• [What you will do] From the first line onward, reproduce the records exactly; the final line to include is the one holding "are handed a".

• [Data in this exercise]
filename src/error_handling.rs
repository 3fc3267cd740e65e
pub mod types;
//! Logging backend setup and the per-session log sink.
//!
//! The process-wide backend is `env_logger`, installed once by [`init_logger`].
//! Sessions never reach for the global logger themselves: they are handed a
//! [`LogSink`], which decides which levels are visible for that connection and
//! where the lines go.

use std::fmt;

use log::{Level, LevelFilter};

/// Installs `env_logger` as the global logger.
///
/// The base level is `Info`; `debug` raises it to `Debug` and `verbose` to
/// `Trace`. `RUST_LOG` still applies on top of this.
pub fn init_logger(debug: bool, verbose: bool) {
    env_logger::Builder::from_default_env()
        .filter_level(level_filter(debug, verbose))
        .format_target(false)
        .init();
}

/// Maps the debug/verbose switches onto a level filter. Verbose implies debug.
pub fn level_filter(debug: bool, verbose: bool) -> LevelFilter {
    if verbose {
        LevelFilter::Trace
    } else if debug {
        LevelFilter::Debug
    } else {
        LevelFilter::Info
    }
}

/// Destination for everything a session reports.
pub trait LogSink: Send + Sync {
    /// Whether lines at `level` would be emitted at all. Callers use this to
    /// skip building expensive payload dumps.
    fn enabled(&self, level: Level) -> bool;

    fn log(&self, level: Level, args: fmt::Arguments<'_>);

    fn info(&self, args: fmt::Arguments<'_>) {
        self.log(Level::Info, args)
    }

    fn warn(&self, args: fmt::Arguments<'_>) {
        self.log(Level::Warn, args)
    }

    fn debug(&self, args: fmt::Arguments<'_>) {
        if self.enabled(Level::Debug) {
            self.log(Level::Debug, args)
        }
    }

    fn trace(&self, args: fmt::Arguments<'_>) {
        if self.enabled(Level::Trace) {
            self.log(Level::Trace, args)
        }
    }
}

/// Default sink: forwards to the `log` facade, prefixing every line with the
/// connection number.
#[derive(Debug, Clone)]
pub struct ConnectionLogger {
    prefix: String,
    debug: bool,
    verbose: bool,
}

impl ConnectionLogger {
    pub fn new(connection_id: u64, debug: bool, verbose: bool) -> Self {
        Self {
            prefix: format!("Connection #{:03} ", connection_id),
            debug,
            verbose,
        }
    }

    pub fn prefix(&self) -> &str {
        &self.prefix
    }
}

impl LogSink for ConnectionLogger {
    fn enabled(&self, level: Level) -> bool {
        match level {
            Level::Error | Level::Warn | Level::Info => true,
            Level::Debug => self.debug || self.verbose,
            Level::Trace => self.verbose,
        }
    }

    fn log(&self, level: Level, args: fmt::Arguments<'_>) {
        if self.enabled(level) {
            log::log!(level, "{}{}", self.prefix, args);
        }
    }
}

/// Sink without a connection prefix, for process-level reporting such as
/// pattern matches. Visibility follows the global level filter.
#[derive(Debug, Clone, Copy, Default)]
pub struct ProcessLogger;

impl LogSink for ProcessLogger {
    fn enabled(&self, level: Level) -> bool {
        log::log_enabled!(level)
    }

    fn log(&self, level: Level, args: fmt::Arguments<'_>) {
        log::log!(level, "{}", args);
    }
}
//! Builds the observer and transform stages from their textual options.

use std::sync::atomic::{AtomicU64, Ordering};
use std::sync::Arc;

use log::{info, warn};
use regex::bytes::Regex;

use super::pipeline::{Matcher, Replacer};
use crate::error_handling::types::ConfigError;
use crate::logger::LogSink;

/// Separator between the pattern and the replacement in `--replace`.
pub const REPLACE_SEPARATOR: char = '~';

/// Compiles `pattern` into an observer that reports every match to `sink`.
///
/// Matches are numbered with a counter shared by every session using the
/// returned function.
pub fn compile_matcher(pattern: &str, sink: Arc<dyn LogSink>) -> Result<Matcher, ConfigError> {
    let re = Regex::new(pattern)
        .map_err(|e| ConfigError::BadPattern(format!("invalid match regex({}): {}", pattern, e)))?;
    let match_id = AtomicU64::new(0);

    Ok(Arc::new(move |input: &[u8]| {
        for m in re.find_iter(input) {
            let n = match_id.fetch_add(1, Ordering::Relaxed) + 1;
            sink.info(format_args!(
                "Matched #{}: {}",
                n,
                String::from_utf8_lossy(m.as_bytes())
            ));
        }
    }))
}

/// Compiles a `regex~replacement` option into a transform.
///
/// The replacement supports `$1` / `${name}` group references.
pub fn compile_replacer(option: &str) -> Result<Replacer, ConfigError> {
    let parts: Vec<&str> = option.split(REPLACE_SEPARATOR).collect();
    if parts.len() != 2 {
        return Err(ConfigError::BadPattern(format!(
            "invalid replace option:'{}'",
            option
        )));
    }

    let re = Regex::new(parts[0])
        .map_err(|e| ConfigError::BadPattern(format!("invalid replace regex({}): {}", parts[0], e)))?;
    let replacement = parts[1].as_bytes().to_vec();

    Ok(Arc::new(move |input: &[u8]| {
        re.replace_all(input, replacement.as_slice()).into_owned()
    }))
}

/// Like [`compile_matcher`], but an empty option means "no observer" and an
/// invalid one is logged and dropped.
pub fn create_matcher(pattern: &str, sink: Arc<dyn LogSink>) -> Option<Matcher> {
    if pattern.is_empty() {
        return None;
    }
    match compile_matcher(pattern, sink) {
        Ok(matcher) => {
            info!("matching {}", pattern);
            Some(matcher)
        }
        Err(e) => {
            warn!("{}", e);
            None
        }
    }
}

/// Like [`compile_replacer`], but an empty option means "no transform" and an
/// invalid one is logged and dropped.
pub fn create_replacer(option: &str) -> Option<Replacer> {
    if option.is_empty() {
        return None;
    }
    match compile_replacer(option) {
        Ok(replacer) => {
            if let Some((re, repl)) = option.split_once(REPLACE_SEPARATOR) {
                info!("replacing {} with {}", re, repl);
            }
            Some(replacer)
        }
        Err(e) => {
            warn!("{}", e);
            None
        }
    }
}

• [Reply to the exercise]
filename src/error_handling.rs
repository 3fc3267cd740e65e
pub mod types;
//! Logging backend setup and the per-session log sink.
//!
//! The process-wide backend is `env_logger`, installed once by [`init_logger`].
//! Sessions never reach for the global logger themselves: they are handed a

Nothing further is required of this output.